Since haute couture is often described as fashion’s laboratory, Galliano’s bustiers, tuxedo suits with his signature fluted shoulder and the vivid orange silks of his Indian-inspired finale are the looks most likely to find their way to American store racks.
In keeping with its self-image as one of the great institutions of France, the House of Dior rolled out major firepower to fill the choicest seats at its show in the marvelously ornate ballroom of the Grand Hotel. Gregory and Veronique Peck, Princess Michael of Kent, actress Emmanuel Beart, Paloma Picasso, and present and former French First Ladies Bernadette Chirac and Claude Pompidou sat at the head of the runway to view a nostalgic presentation. The effect was very “Roman Holiday,” complete with Empress Farah bubble-cut hairdos on the models.
Curvy luncheon suits, snugly fitted through the waist and hips, with stride-breaking midcalf skirts and plunging necklines were clearly never meant for a woman who spends a lot of time at a computer keyboard or sprints to catch a taxi. Evening wear was fully in the bower of feminine fantasy; billowing silk organza gowns in peony and rose prints emerged from Dior’s secret garden, adorned with gorgeous lace flowers, embroidered butterflies and dragonflies.
Though it was pretty, Yves Saint Laurent’s show begged the question of the 59-year-old designer’s creative vitality, especially in light of Hubert de Givenchy’s recent sagacious retirement. Saint Laurent’s own 1971 Carmen Miranda-themed collection was his source this year, and if much of the clothing was attractive, it had a warmed-over feel, down to the platform shoes and Ann Sheridan hairdos. YSL can still cut a mean dress though.

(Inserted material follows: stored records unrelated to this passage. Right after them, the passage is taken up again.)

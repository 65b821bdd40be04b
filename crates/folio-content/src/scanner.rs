//! Directory listing for tree building.
//!
//! The scanner only classifies directory entries (documents, child
//! directories, the metadata file). Reading documents is left to
//! [`DocumentLoader`](crate::DocumentLoader).

use std::fs;
use std::path::{Path, PathBuf};

use crate::document::is_markdown_file;
use crate::error::ContentError;

/// Classified entries of one directory, each list sorted by file name.
#[derive(Debug, Default)]
pub(crate) struct DirListing {
    /// Markdown files directly inside the directory.
    pub documents: Vec<PathBuf>,
    /// Child directories as `(name, path)`.
    pub directories: Vec<(String, PathBuf)>,
    /// Section metadata file, if present.
    pub meta_path: Option<PathBuf>,
}

/// Lists directories, skipping hidden entries and partials.
pub(crate) struct Scanner {
    meta_filename: String,
}

impl Scanner {
    /// Create a scanner that recognizes `meta_filename` as section metadata.
    pub fn new(meta_filename: impl Into<String>) -> Self {
        Self {
            meta_filename: meta_filename.into(),
        }
    }

    /// List one directory.
    ///
    /// Names starting with `.` or `_` are skipped. Symbolic links to files
    /// are listed as documents; symbolic links to directories are not
    /// followed. Dangling links are listed so the loader reports them.
    pub fn list(&self, dir: &Path) -> Result<DirListing, ContentError> {
        let entries = fs::read_dir(dir).map_err(|e| ContentError::from_io(e, dir))?;

        let mut listing = DirListing::default();
        for entry in entries {
            let entry = match entry {
                Ok(entry) => entry,
                Err(error) => {
                    tracing::warn!(path = %dir.display(), %error, "Skipping unreadable entry");
                    continue;
                }
            };

            let name = entry.file_name().to_string_lossy().into_owned();
            if is_skipped_name(&name) {
                continue;
            }

            let path = entry.path();
            let Ok(file_type) = entry.file_type() else {
                continue;
            };

            if file_type.is_dir() {
                listing.directories.push((name, path));
            } else if name == self.meta_filename {
                listing.meta_path = Some(path);
            } else if is_markdown_file(&path) && resolves_to_file(&path, file_type) {
                listing.documents.push(path);
            }
        }

        listing.documents.sort();
        listing.directories.sort_by(|a, b| a.0.cmp(&b.0));
        Ok(listing)
    }
}

/// Hidden files and partials are never part of the tree.
fn is_skipped_name(name: &str) -> bool {
    name.starts_with('.') || name.starts_with('_')
}

fn resolves_to_file(path: &Path, file_type: fs::FileType) -> bool {
    if !file_type.is_symlink() {
        return file_type.is_file();
    }
    match fs::metadata(path) {
        Ok(meta) => meta.is_file(),
        Err(_) => true,
    }
}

Oscar de la Renta’s sweet collection, marking Pierre Balman’s 50th anniversary, suited front-row ladies like American ambassador to France Pamela Harriman just fine. The show, full of bracing navy and white suits and layered chiffon dresses also celebrated the American designer’s renewed contract with the venerable design house.
A wonderful Italian softness distinguishes Valentino’s designs. His Roman seamstresses can more than match the work of any Parisian atelier, but his sumptuous clothes have an ease rarely seen in the French collections, which seem to suffer from creeping schoolmarmishness. Valentino’s sensitivity to his clients is evident in the flattering palette in which he works. Young or old, lifted or not, almost everyone looks good in gentle colors such as tea rose, mocha, mint and baby blue.
The mod day wear looks of Christian Lacroix had an odd, found-in-a-thrift shop aura, and ran to awkward fabric mixes and sour colors. His evening looks were better, as many of the elaborate gowns reflected the 18th century costumes the designer recently created for a performance of Phedra by the Comedie-Francaise.
In a way it was too bad that Gianni Versace’s Atelier show led off the season, since his showmanship--original soundtrack by Elton John, Sting and Jon Bon Jovi on view in the front row--might have been some welcome flash after a few days of high Parisian seriousness.
A few minutes into Gianni Versace’s show at the Ritz, front-row gal Diane von Furstenberg, she of ‘70s wrap dress fame, said, “Those look like my prints.” The tailored coat dresses in animal and geometric prints were worn with vividly patterned tights, and were the best part of a show that featured a lot of body-hugging leather and lace dresses, a generally awkward mix of textures. Aside from a stunning floor-skimming black dress with a violin cut-out back, evening wear was targeted at Cher and RuPaul, with bright metallic chain-mail slip dresses and lingerie-inspired looks. Versace’s clothes often challenge the limits of good taste, which may explain his popularity. Sign of the times?